As of 2010, the comic had hosted the Oscars three times (2001, 2003, 2010) despite never being nominated for an award.
"The greatest thing you can do is surprise yourself," he said.
Born in Waco, Texas, the diverse performer began as a television writer. An excellent magician and banjo player, his career was launched with hilarious stand-up routines on the Johnny Carson Show and Saturday Night Live. (Remember his arrow-through-the-head monologues and how he sang the hilarious King Tut?)
"A joke that works is complete knowledge in a nanosecond," observed the multi-talented performer, praised by USA Today for "his good-natured mastery of mock sincerity."
How can he be so good? "Steve Martin has never failed," praised director Carl Reiner.
Martin, the versatile star of such films as The Jerk (1979), Grand Canyon (Lawrence Kasdan, 1991), and All of Me (1984), is also an accomplished writer.

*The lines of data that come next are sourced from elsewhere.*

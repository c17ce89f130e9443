//! Scene contract types.
//!
//! A scene is a solver configuration plus a list of tagged goal specs.
//! It is the file-level description of a relaxation and can be written
//! in TOML or JSON:
//!
//! ```toml
//! [solver]
//! threshold = 1e-13
//!
//! [[goals]]
//! type = "anchor"
//! point = [0.0, 0.0, 0.0]
//! strength = inf
//!
//! [[goals]]
//! type = "spring"
//! points = [[0.0, 0.0, 0.0], [10.0, 0.0, 0.0]]
//! rest_length = 5.0
//! ```
//!
//! JSON has no literal for infinity, so hard constraints are easiest to
//! express in TOML.

use std::path::Path;
use std::sync::Arc;

use serde::{Deserialize, Serialize};
use tensa_math::{Cylinder, Plane, Sphere, Surface, Vec3};
use tensa_solver::elements::{
    anchor_element, beam_element, cable_element, calibrated_beam, calibrated_cable,
    support_element, BeamOptions, CircularSection,
};
use tensa_solver::goals::{
    AlongVector, Anchor, Angle, AxisLocks, Bar, Cable, FloorPlane, Load, Locator, LocatorShape,
    OnPlane, OnSurface, PairPotential, Polarity, Rod, Spring, Support,
};
use tensa_solver::{GoalNode, SolverConfig};
use tensa_types::{TensaError, TensaResult};

/// A point as written in scene files.
pub type Point = [f64; 3];

fn default_strength() -> f64 {
    1.0
}

fn default_normal() -> Point {
    [0.0, 0.0, 1.0]
}

fn vec3(p: Point) -> Vec3 {
    Vec3::from_array(p)
}

fn vec3s(points: &[Point]) -> Vec<Vec3> {
    points.iter().copied().map(vec3).collect()
}

/// Complete input for one relaxation.
#[derive(Debug, Clone, Default, PartialEq, Serialize, Deserialize)]
pub struct Scene {
    /// Solver parameters. Missing keys take their defaults.
    #[serde(default)]
    pub solver: SolverConfig,
    /// Goals, possibly nested in groups.
    #[serde(default)]
    pub goals: Vec<GoalSpec>,
}

/// A plane given by origin and (not necessarily unit) normal.
#[derive(Debug, Clone, Copy, PartialEq, Serialize, Deserialize)]
pub struct PlaneSpec {
    #[serde(default)]
    pub origin: Point,
    #[serde(default = "default_normal")]
    pub normal: Point,
}

impl Default for PlaneSpec {
    fn default() -> Self {
        Self {
            origin: [0.0; 3],
            normal: default_normal(),
        }
    }
}

impl PlaneSpec {
    fn build(&self) -> TensaResult<Plane> {
        Plane::new(vec3(self.origin), vec3(self.normal))
    }
}

/// Target geometry for `on_surface` goals.
#[derive(Debug, Clone, Copy, PartialEq, Serialize, Deserialize)]
#[serde(tag = "shape", rename_all = "snake_case")]
pub enum SurfaceSpec {
    Plane {
        #[serde(default)]
        origin: Point,
        #[serde(default = "default_normal")]
        normal: Point,
    },
    Sphere {
        #[serde(default)]
        center: Point,
        radius: f64,
    },
    Cylinder {
        #[serde(default)]
        origin: Point,
        axis: Point,
        radius: f64,
    },
}

impl SurfaceSpec {
    fn build(&self) -> TensaResult<Arc<dyn Surface>> {
        let surface: Arc<dyn Surface> = match *self {
            SurfaceSpec::Plane { origin, normal } => Arc::new(Plane::new(vec3(origin), vec3(normal))?),
            SurfaceSpec::Sphere { center, radius } => Arc::new(Sphere::new(vec3(center), radius)?),
            SurfaceSpec::Cylinder {
                origin,
                axis,
                radius,
            } => Arc::new(Cylinder::new(vec3(origin), vec3(axis), radius)?),
        };
        Ok(surface)
    }
}

/// Circular cross-section for calibrated elements.
#[derive(Debug, Clone, Copy, PartialEq, Serialize, Deserialize)]
pub struct SectionSpec {
    pub youngs_modulus: f64,
    pub diameter: f64,
}

impl SectionSpec {
    fn build(&self) -> TensaResult<CircularSection> {
        CircularSection::new(self.youngs_modulus, self.diameter)
    }
}

/// One entry of a scene's goal list.
///
/// Optional rest values (`rest_length`, `rest_angle`) default to the
/// geometry as written; angles are in radians.
#[derive(Debug, Clone, PartialEq, Serialize, Deserialize)]
#[serde(tag = "type", rename_all = "snake_case")]
pub enum GoalSpec {
    Spring {
        points: [Point; 2],
        rest_length: Option<f64>,
        #[serde(default = "default_strength")]
        strength: f64,
    },
    Bar {
        points: [Point; 2],
        youngs_modulus: f64,
        area: f64,
        rest_length: Option<f64>,
    },
    Cable {
        points: [Point; 2],
        youngs_modulus: f64,
        area: f64,
        #[serde(default)]
        prestress: f64,
    },
    Angle {
        segment_a: [Point; 2],
        segment_b: [Point; 2],
        rest_angle: Option<f64>,
        #[serde(default = "default_strength")]
        strength: f64,
    },
    Rod {
        segment_a: [Point; 2],
        segment_b: [Point; 2],
        youngs_modulus: f64,
        inertia: f64,
        #[serde(default)]
        extreme_fiber: f64,
    },
    Anchor {
        point: Point,
        target: Option<Point>,
        #[serde(default = "default_strength")]
        strength: f64,
    },
    Support {
        point: Point,
        #[serde(default)]
        locks: AxisLocks,
        #[serde(default = "default_strength")]
        strength: f64,
    },
    OnPlane {
        points: Vec<Point>,
        #[serde(default)]
        plane: PlaneSpec,
        #[serde(default = "default_strength")]
        strength: f64,
    },
    /// Without `points` the floor acts on every particle.
    Floor {
        points: Option<Vec<Point>>,
        #[serde(default)]
        plane: PlaneSpec,
        #[serde(default = "default_strength")]
        strength: f64,
    },
    Locator {
        label: String,
        shape: LocatorShape,
        points: Vec<Point>,
    },
    Load {
        point: Point,
        force: Point,
    },
    PairPotential {
        points: [Point; 2],
        #[serde(default = "default_strength")]
        strength: f64,
        exponent: f64,
        #[serde(default)]
        polarity: Polarity,
    },
    AlongVector {
        points: [Point; 3],
        parameter: f64,
        #[serde(default = "default_strength")]
        strength: f64,
    },
    OnSurface {
        points: Vec<Point>,
        surface: SurfaceSpec,
        #[serde(default = "default_strength")]
        strength: f64,
    },
    CableElement {
        polyline: Vec<Point>,
        target_length: Option<f64>,
        #[serde(default = "default_strength")]
        strength: f64,
    },
    BeamElement {
        polyline: Vec<Point>,
        #[serde(default)]
        options: BeamOptions,
    },
    AnchorElement {
        point: Point,
        #[serde(default = "default_strength")]
        strength: f64,
    },
    SupportElement {
        point: Point,
        #[serde(default)]
        locks: AxisLocks,
        #[serde(default = "default_strength")]
        strength: f64,
    },
    CalibratedCable {
        polyline: Vec<Point>,
        section: SectionSpec,
        #[serde(default)]
        prestress: f64,
    },
    CalibratedBeam {
        polyline: Vec<Point>,
        section: SectionSpec,
        #[serde(default)]
        options: BeamOptions,
    },
    Group {
        goals: Vec<GoalSpec>,
    },
}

"You have to sit and wait until your mind thinks for you," he said about writing. His book Pure Drivel (1999) and novella Shopgirl (2000) were New York Times best-sellers. In 2012 he released a collection of Twitter tweets called The Ten, Make That Nine, Habits of Very Organized People. Make That Ten: The Tweets of Steve Martin.
"I realized a long time ago that working on acting is best done by working on yourself," he said. "The smarter and richer you become as a person, the better actor you're going to be because you're going to know more about people."